Me senté, mi cola enrollándose alrededor de mí. El bosque parecía hacerse más silencioso mientras mantenía mi mirada fija en mi reflejo en el agua.
—No sé si puedo hacer esto, Nymeris. ¿Y si fallo? ¿Y si no estoy a la altura de lo que se supone que debo ser? ¿Cómo puedo ser dos cosas a la vez?
Nymeris dejó escapar un gruñido bajo y reconfortante.
—Ya has estado luchando por esto, incluso antes de saber lo que eras. Cada elección que has hecho, y cada batalla que has enfrentado nos ha llevado aquí. Estás lista, Lyla. —La confianza en la voz de Nymeris agitó algo profundo dentro de mí. Pensé en cada lucha, cada pérdida, cada momento de dolor que había soportado. De alguna manera, había sobrevivido a todo.
—Te dije la última vez que soy más que solo un lobo; tú no eres solo un Cantor de la Luna. Eres eso y esto. Mortal pero divino. Este es nuestro camino, Lyla. Juntas, podemos enfrentar lo que venga.
—Pensé que tener un lobo significaba hacer muchas cosas excepto tratar de luchar —me reí secamente—. Y eres impresionante.
—Espera hasta que Lax o Ragnar nos vean —sus ojos brillaron con picardía—. Estoy segura de que cada vez que salgamos a correr, serás el centro de atención por buenas razones que no son tus feromonas.
—No me lo recuerdes —me estremecí—. Además, ¿podemos mantener esto en secreto por ahora? No quiero que nadie…
—¿Por qué? —No me dejó terminar.
—Porque uno menos de un problema para mí. Haremos todo juntas excepto mostrarte cuando estemos con otros. Puedo controlar eso, ¿verdad?

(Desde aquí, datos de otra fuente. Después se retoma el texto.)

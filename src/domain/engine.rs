//! Per-instrument decision loop.
//!
//! Each symbol owns its bar window, opening-range detector and order tracker
//! behind one mutex. `on_bar` holds that lock from appending the bar through
//! submitting the order and recording the acknowledgement, and broker
//! notifications take the same lock, so a decision never reads a position that
//! a concurrent fill has already changed. Symbols never share a lock.
//!
//! The broker's `submit` runs under the symbol lock and must not call back
//! into the engine for the same symbol.

use chrono::NaiveDateTime;
use parking_lot::{Mutex, RwLock};
use std::collections::HashMap;
use std::sync::Arc;
use tracing::{debug, info, warn};

use crate::domain::bar::Bar;
use crate::domain::bar_window::BarWindow;
use crate::domain::config::EngineConfig;
use crate::domain::error::EngineError;
use crate::domain::evaluator::{EvalContext, SignalEvaluator};
use crate::domain::intent::{OrderIntent, build_intent, size_quantity};
use crate::domain::opening_range::{OpeningRange, OpeningRangeDetector, RangeEvent};
use crate::domain::position::{OrderTracker, PositionState};
use crate::domain::reconcile::{Decision, NoOpReason, decide, order_quantity};
use crate::domain::signal::{Signal, SignalKind};
use crate::ports::broker_port::{BrokerPort, OrderId};

/// What happened to one bar.
#[derive(Debug, Clone, PartialEq)]
pub enum BarOutcome {
    /// The bar was not accepted into the window.
    Rejected(EngineError),
    /// Accepted, but this bar is not an evaluation bar.
    Gated,
    NoOp(NoOpReason),
    SkippedDuplicate,
    SkippedZeroSize(EngineError),
    InvalidSignal(EngineError),
    Submitted {
        order_id: OrderId,
        intent: OrderIntent,
        reversal: bool,
    },
    SubmissionFailed {
        intent: OrderIntent,
        error: EngineError,
    },
}

impl BarOutcome {
    pub fn label(&self) -> &'static str {
        match self {
            BarOutcome::Rejected(_) => "rejected",
            BarOutcome::Gated => "gated",
            BarOutcome::NoOp(NoOpReason::NoSignal) => "no-signal",
            BarOutcome::NoOp(NoOpReason::AlreadyLong) => "already-long",
            BarOutcome::NoOp(NoOpReason::AlreadyShort) => "already-short",
            BarOutcome::SkippedDuplicate => "skipped-duplicate",
            BarOutcome::SkippedZeroSize(_) => "skipped-zero-size",
            BarOutcome::InvalidSignal(_) => "invalid-signal",
            BarOutcome::Submitted { reversal: false, .. } => "entered",
            BarOutcome::Submitted { reversal: true, .. } => "reversed",
            BarOutcome::SubmissionFailed { .. } => "submission-failed",
        }
    }

    pub fn intent(&self) -> Option<&OrderIntent> {
        match self {
            BarOutcome::Submitted { intent, .. } | BarOutcome::SubmissionFailed { intent, .. } => {
                Some(intent)
            }
            _ => None,
        }
    }

    pub fn error(&self) -> Option<&EngineError> {
        match self {
            BarOutcome::Rejected(e)
            | BarOutcome::SkippedZeroSize(e)
            | BarOutcome::InvalidSignal(e)
            | BarOutcome::SubmissionFailed { error: e, .. } => Some(e),
            _ => None,
        }
    }
}

#[derive(Debug, Clone, PartialEq)]
pub struct BarReport {
    pub symbol: String,
    pub timestamp: NaiveDateTime,
    /// `None` when the bar never reached signal evaluation.
    pub signal: Option<SignalKind>,
    pub outcome: BarOutcome,
}

#[derive(Debug)]
struct Instrument {
    window: BarWindow,
    detector: OpeningRangeDetector,
    tracker: OrderTracker,
}

pub struct Engine<B: BrokerPort> {
    config: EngineConfig,
    evaluator: Box<dyn SignalEvaluator>,
    broker: B,
    instruments: RwLock<HashMap<String, Arc<Mutex<Instrument>>>>,
}

impl<B: BrokerPort> Engine<B> {
    /// Engine using the evaluator selected in `config`.
    pub fn new(config: EngineConfig, broker: B) -> Self {
        let evaluator = config.evaluator.build();
        Self::with_evaluator(config, evaluator, broker)
    }

    /// Engine with a caller-supplied evaluator, e.g. a threshold over an
    /// external indicator source.
    pub fn with_evaluator(
        config: EngineConfig,
        evaluator: Box<dyn SignalEvaluator>,
        broker: B,
    ) -> Self {
        Self {
            config,
            evaluator,
            broker,
            instruments: RwLock::new(HashMap::new()),
        }
    }

    pub fn config(&self) -> &EngineConfig {
        &self.config
    }

    pub fn broker(&self) -> &B {
        &self.broker
    }

    pub fn symbols(&self) -> Vec<String> {
        let mut symbols: Vec<String> = self.instruments.read().keys().cloned().collect();
        symbols.sort();
        symbols
    }

    fn instrument(&self, symbol: &str) -> Arc<Mutex<Instrument>> {
        if let Some(existing) = self.instruments.read().get(symbol) {
            return Arc::clone(existing);
        }
        let mut map = self.instruments.write();
        let entry = map.entry(symbol.to_string()).or_insert_with(|| {
            Arc::new(Mutex::new(Instrument {
                window: BarWindow::new(symbol, self.config.window_capacity),
                detector: OpeningRangeDetector::new(
                    symbol,
                    self.config.opening_range_bars,
                    self.config.session,
                    self.config.bracket.capital_per_trade,
                ),
                tracker: OrderTracker::new(symbol),
            }))
        });
        Arc::clone(entry)
    }

    /// Snapshot of the symbol's position and pending-order state.
    pub fn position(&self, symbol: &str) -> PositionState {
        match self.instruments.read().get(symbol) {
            Some(instrument) => instrument.lock().tracker.snapshot(),
            None => PositionState::flat(symbol),
        }
    }

    /// The symbol's established opening range for the current session.
    pub fn opening_range(&self, symbol: &str) -> Option<OpeningRange> {
        self.instruments
            .read()
            .get(symbol)
            .and_then(|instrument| instrument.lock().detector.range().cloned())
    }

    pub fn on_fill(&self, symbol: &str, qty_delta: i64, price: Option<f64>) {
        let instrument = self.instrument(symbol);
        let mut guard = instrument.lock();
        guard.tracker.on_fill(qty_delta, price);
        debug!(
            symbol = %symbol,
            qty_delta,
            net_qty = guard.tracker.net_qty(),
            pending = guard.tracker.has_pending_order(),
            "fill applied"
        );
    }

    pub fn on_order_cancelled_or_expired(&self, symbol: &str) {
        let instrument = self.instrument(symbol);
        instrument.lock().tracker.on_order_cancelled_or_expired();
        debug!(symbol = %symbol, "pending order cleared");
    }

    /// Runs one bar through window, range detection, signal evaluation,
    /// reconciliation and order submission.
    pub fn on_bar(&self, bar: Bar) -> BarReport {
        let symbol = bar.symbol.clone();
        let timestamp = bar.timestamp;
        let instrument = self.instrument(&symbol);
        let mut guard = instrument.lock();
        let inst = &mut *guard;

        let report = |signal: Option<SignalKind>, outcome: BarOutcome| BarReport {
            symbol: symbol.clone(),
            timestamp,
            signal,
            outcome,
        };

        if let Err(e) = inst.window.append(bar) {
            warn!(symbol = %symbol, %timestamp, error = %e, "bar rejected");
            return report(None, BarOutcome::Rejected(e));
        }
        let Some(last) = inst.window.last() else {
            return report(None, BarOutcome::Gated);
        };

        match inst.detector.observe(last) {
            Some(RangeEvent::Established(range)) => info!(
                symbol = %symbol,
                high = range.high,
                low = range.low,
                qty = range.qty,
                "opening range established"
            ),
            Some(RangeEvent::Rejected) => {
                info!(symbol = %symbol, "opening range rejected for session")
            }
            Some(RangeEvent::SessionClosed) => debug!(symbol = %symbol, "session closed"),
            None => {}
        }

        let every = self.config.evaluate_every.max(1);
        if inst.window.bars_seen() % every != 0 {
            return report(None, BarOutcome::Gated);
        }

        let ctx = EvalContext {
            window: &inst.window,
            range: inst.detector.range(),
        };
        let signal = match self.evaluator.evaluate(&ctx) {
            Ok(signal) => signal,
            Err(EngineError::InsufficientData { bars, needed }) => {
                debug!(symbol = %symbol, bars, needed, "insufficient data, treating as no signal");
                Signal::none()
            }
            Err(e) => {
                warn!(symbol = %symbol, %timestamp, error = %e, "signal evaluation failed");
                return report(None, BarOutcome::InvalidSignal(e));
            }
        };

        let position = inst.tracker.snapshot();
        let decision = decide(signal.kind, &position);
        let kind = Some(signal.kind);

        let direction = match decision {
            Decision::NoOp(reason) => {
                debug!(symbol = %symbol, signal = %signal.kind, net_qty = position.net_qty, ?reason, "no action");
                return report(kind, BarOutcome::NoOp(reason));
            }
            Decision::SkipDuplicate => {
                debug!(symbol = %symbol, signal = %signal.kind, "order already pending, skipping entry");
                return report(kind, BarOutcome::SkippedDuplicate);
            }
            Decision::Enter(d) | Decision::Reverse(d) => d,
        };

        let Some(metrics) = signal.metrics else {
            let e = EngineError::InvalidSignal {
                reason: format!("{} signal without reference prices", signal.kind),
            };
            warn!(symbol = %symbol, error = %e, "signal evaluation failed");
            return report(kind, BarOutcome::InvalidSignal(e));
        };

        let sized = match size_quantity(
            &symbol,
            self.config.bracket.capital_per_trade,
            metrics.reference_high,
            metrics.reference_low,
        ) {
            Ok(qty) => qty,
            Err(e) => {
                warn!(symbol = %symbol, error = %e, "order size is zero, skipping");
                return report(kind, BarOutcome::SkippedZeroSize(e));
            }
        };

        let reversal = matches!(decision, Decision::Reverse(_));
        let intent = build_intent(
            &symbol,
            direction,
            order_quantity(&decision, &position, sized),
            metrics.reference_high,
            metrics.reference_low,
            &self.config.bracket,
        );

        match self.broker.submit(intent.clone()) {
            Ok(order_id) => {
                inst.tracker.on_order_submitted(intent.quantity);
                info!(
                    symbol = %symbol,
                    %order_id,
                    direction = %intent.direction,
                    qty = intent.quantity,
                    limit = intent.limit_price,
                    stop = intent.initial_stop,
                    target = intent.target,
                    reversal,
                    "order submitted"
                );
                report(
                    kind,
                    BarOutcome::Submitted {
                        order_id,
                        intent,
                        reversal,
                    },
                )
            }
            Err(error) => {
                warn!(symbol = %symbol, error = %error, "order submission failed");
                report(kind, BarOutcome::SubmissionFailed { intent, error })
            }
        }
    }
}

Hubo una ligera pausa antes de que ella arrastrara las palabras.
—Sí.
—Bien. No te preocupes, a su debido tiempo, saldremos ante todos.
—No me hagas esperar como antes. La paciencia nunca ha sido una de mis virtudes.

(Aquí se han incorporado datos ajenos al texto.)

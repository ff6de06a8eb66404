//! Concrete adapter implementations for ports.

pub mod csv_adapter;
pub mod csv_report_adapter;
pub mod file_config_adapter;
pub mod paper_broker;
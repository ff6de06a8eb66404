use clap::Parser;
use orbtrader::cli::{Cli, run};

fn main() -> std::process::ExitCode {
    run(Cli::parse())
}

Tomé una respiración profunda y entrecortada, mis patas flexionándose contra la tierra. Todavía tenía miedo, pero ahora había algo más — esperanza. Determinación.
—Lo intentaré —dije, mi voz más firme—. Lo haré … pero no sola.
El orgullo de Nymeris se disparó a través de mí.
—Nunca estás sola. Somos una.
Y por primera vez, realmente lo creí.